BEGIN TASK INPUT
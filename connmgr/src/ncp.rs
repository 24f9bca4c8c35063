/// O->T/T->O connection type carried in a Network Connection Parameters word
/// (Vol1 Table 3-5.8).
#[derive(Debug, Clone, Copy, PartialEq, Eq)]
pub enum ConnectionType {
	Null,
	Multicast,
	PointToPoint,
	Reserved,
}

#[derive(Debug, Clone, Copy, PartialEq, Eq)]
pub enum Priority {
	Low,
	High,
	Scheduled,
	Urgent,
}

/// A decoded Network Connection Parameters word. The connection-size field
/// is the size in bytes the originator proposes for this direction's data;
/// whether it must match the assembly's length exactly or just bound it
/// depends on `fixed`.
#[derive(Debug, Clone, Copy, PartialEq, Eq)]
pub struct Ncp {
	pub connection_type: ConnectionType,
	pub priority: Priority,
	pub fixed: bool,
	pub size: u16,
}

impl Ncp {
	pub fn parse(word: u16) -> Ncp {
		let connection_type = match (word >> 13) & 0b11 {
			0b00 => ConnectionType::Null,
			0b01 => ConnectionType::Multicast,
			0b10 => ConnectionType::PointToPoint,
			_ => ConnectionType::Reserved,
		};
		let priority = match (word >> 10) & 0b11 {
			0b00 => Priority::Low,
			0b01 => Priority::High,
			0b10 => Priority::Scheduled,
			_ => Priority::Urgent,
		};
		let fixed = (word >> 9) & 1 == 0;
		let size = word & 0x01FF;
		Ncp {
			connection_type,
			priority,
			fixed,
			size,
		}
	}

	/// §9's resolved open question: a fixed-size NCP requires the assembly's
	/// length to match exactly; a variable-size NCP only bounds it above.
	pub fn accepts_assembly_length(&self, assembly_len: usize) -> bool {
		if self.fixed {
			assembly_len == self.size as usize
		} else {
			assembly_len <= self.size as usize
		}
	}
}

#[cfg(test)]
mod test {
	use super::*;

	#[test]
	fn decodes_point_to_point_fixed() {
		// type=10 (PointToPoint), priority=01 (High), fixed=0, size=0x0010
		let word = 0b010_0_01_0_000010000u16;
		let ncp = Ncp::parse(word);
		assert_eq!(ncp.connection_type, ConnectionType::PointToPoint);
		assert_eq!(ncp.priority, Priority::High);
		assert!(ncp.fixed);
		assert_eq!(ncp.size, 16);
	}

	#[test]
	fn variable_size_only_bounds_above() {
		let ncp = Ncp {
			connection_type: ConnectionType::PointToPoint,
			priority: Priority::Low,
			fixed: false,
			size: 32,
		};
		assert!(ncp.accepts_assembly_length(32));
		assert!(ncp.accepts_assembly_length(10));
		assert!(!ncp.accepts_assembly_length(33));
	}

	#[test]
	fn fixed_size_requires_exact_match() {
		let ncp = Ncp {
			connection_type: ConnectionType::PointToPoint,
			priority: Priority::Low,
			fixed: true,
			size: 32,
		};
		assert!(ncp.accepts_assembly_length(32));
		assert!(!ncp.accepts_assembly_length(10));
	}
}
use crate::status::GeneralStatus;

/// A lightweight handle identifying an I/O connection to the application,
/// independent of whatever arena index `cip-connmgr`/`cip-ioconn` use
/// internally.
#[derive(Debug, Clone, Copy, PartialEq, Eq, Hash)]
pub struct ConnectionHandle(pub u32);

/// The lifecycle events `NotifyIoConnectionEvent` reports (§6).
#[derive(Debug, Clone, Copy, PartialEq, Eq)]
pub enum IoConnectionEvent {
	Opened,
	TimedOut,
	Closed,
}

/// Everything the core calls into the integrator for (§6 "Core calls into
/// the collaborator"). Held as `Box<dyn ApplicationHooks>` inside
/// `cip-core`'s `CipContext`, mirroring the teacher stack's
/// `Action`/`ActionFactory` trait-object collaborator pattern.
pub trait ApplicationHooks {
	/// Called after an assembly's attribute 3 has been overwritten by an
	/// explicit `SetAttributeSingle` or an accepted I/O frame. Returning an
	/// error status causes the explicit path to reply `InvalidAttributeValue`;
	/// on the implicit path the frame is still accepted (the sequence number
	/// still advances) but the failure is reported to the integrator.
	fn after_assembly_data_received(&mut self, instance: u32) -> Result<(), GeneralStatus>;

	/// Called before serving a producing assembly's bytes onto the wire.
	/// The return value tells the class-1 path whether to bump
	/// `sequence_count_producing`.
	fn before_assembly_data_send(&mut self, instance: u32) -> bool;

	/// Called when a connection's Run/Idle header bit changes value.
	fn run_idle_changed(&mut self, connection: ConnectionHandle, is_running: bool);

	fn notify_io_connection_event(&mut self, connection: ConnectionHandle, event: IoConnectionEvent);
}

/// A no-op implementation, useful for unit tests that don't exercise the
/// application-facing hooks.
#[derive(Default)]
pub struct NullHooks;

impl ApplicationHooks for NullHooks {
	fn after_assembly_data_received(&mut self, _instance: u32) -> Result<(), GeneralStatus> {
		Ok(())
	}

	fn before_assembly_data_send(&mut self, _instance: u32) -> bool {
		true
	}

	fn run_idle_changed(&mut self, _connection: ConnectionHandle, _is_running: bool) {}

	fn notify_io_connection_event(&mut self, _connection: ConnectionHandle, _event: IoConnectionEvent) {}
}
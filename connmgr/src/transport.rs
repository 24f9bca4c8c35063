/// The Transport Type/Trigger byte (Vol1 Table 3-5.11).
#[derive(Debug, Clone, Copy, PartialEq, Eq)]
pub enum Trigger {
	Cyclic,
	ChangeOfState,
	Application,
}

#[derive(Debug, Clone, Copy, PartialEq, Eq)]
pub struct TransportTrigger {
	/// True if this device is the connection's Server (the target is almost
	/// always the Server for an I/O connection).
	pub server: bool,
	pub trigger: Trigger,
	/// Transport class, 0-3; only class 0/1 (no fragmentation) are produced
	/// by the I/O connection runtime this adapter implements.
	pub transport_class: u8,
}

impl TransportTrigger {
	pub fn parse(byte: u8) -> Option<TransportTrigger> {
		let server = byte & 0x80 != 0;
		let trigger = match (byte >> 4) & 0x07 {
			0 => Trigger::Cyclic,
			1 => Trigger::ChangeOfState,
			2 => Trigger::Application,
			_ => return None,
		};
		let transport_class = byte & 0x0F;
		Some(TransportTrigger {
			server,
			trigger,
			transport_class,
		})
	}
}

#[cfg(test)]
mod test {
	use super::*;

	#[test]
	fn parses_server_cyclic_class1() {
		let t = TransportTrigger::parse(0b1_000_0001).unwrap();
		assert!(t.server);
		assert_eq!(t.trigger, Trigger::Cyclic);
		assert_eq!(t.transport_class, 1);
	}

	#[test]
	fn rejects_reserved_trigger() {
		assert!(TransportTrigger::parse(0b0_101_0001).is_none());
	}
}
END TASK INPUT
__WORK INSTRUCTION__: Whenever a line in the data holds "core", copy that line.

__COMPLETED EXERCISE__:
/// Everything the core calls into the integrator for (§6 "Core calls into
/// `cip-core`'s `CipContext`, mirroring the teacher stack's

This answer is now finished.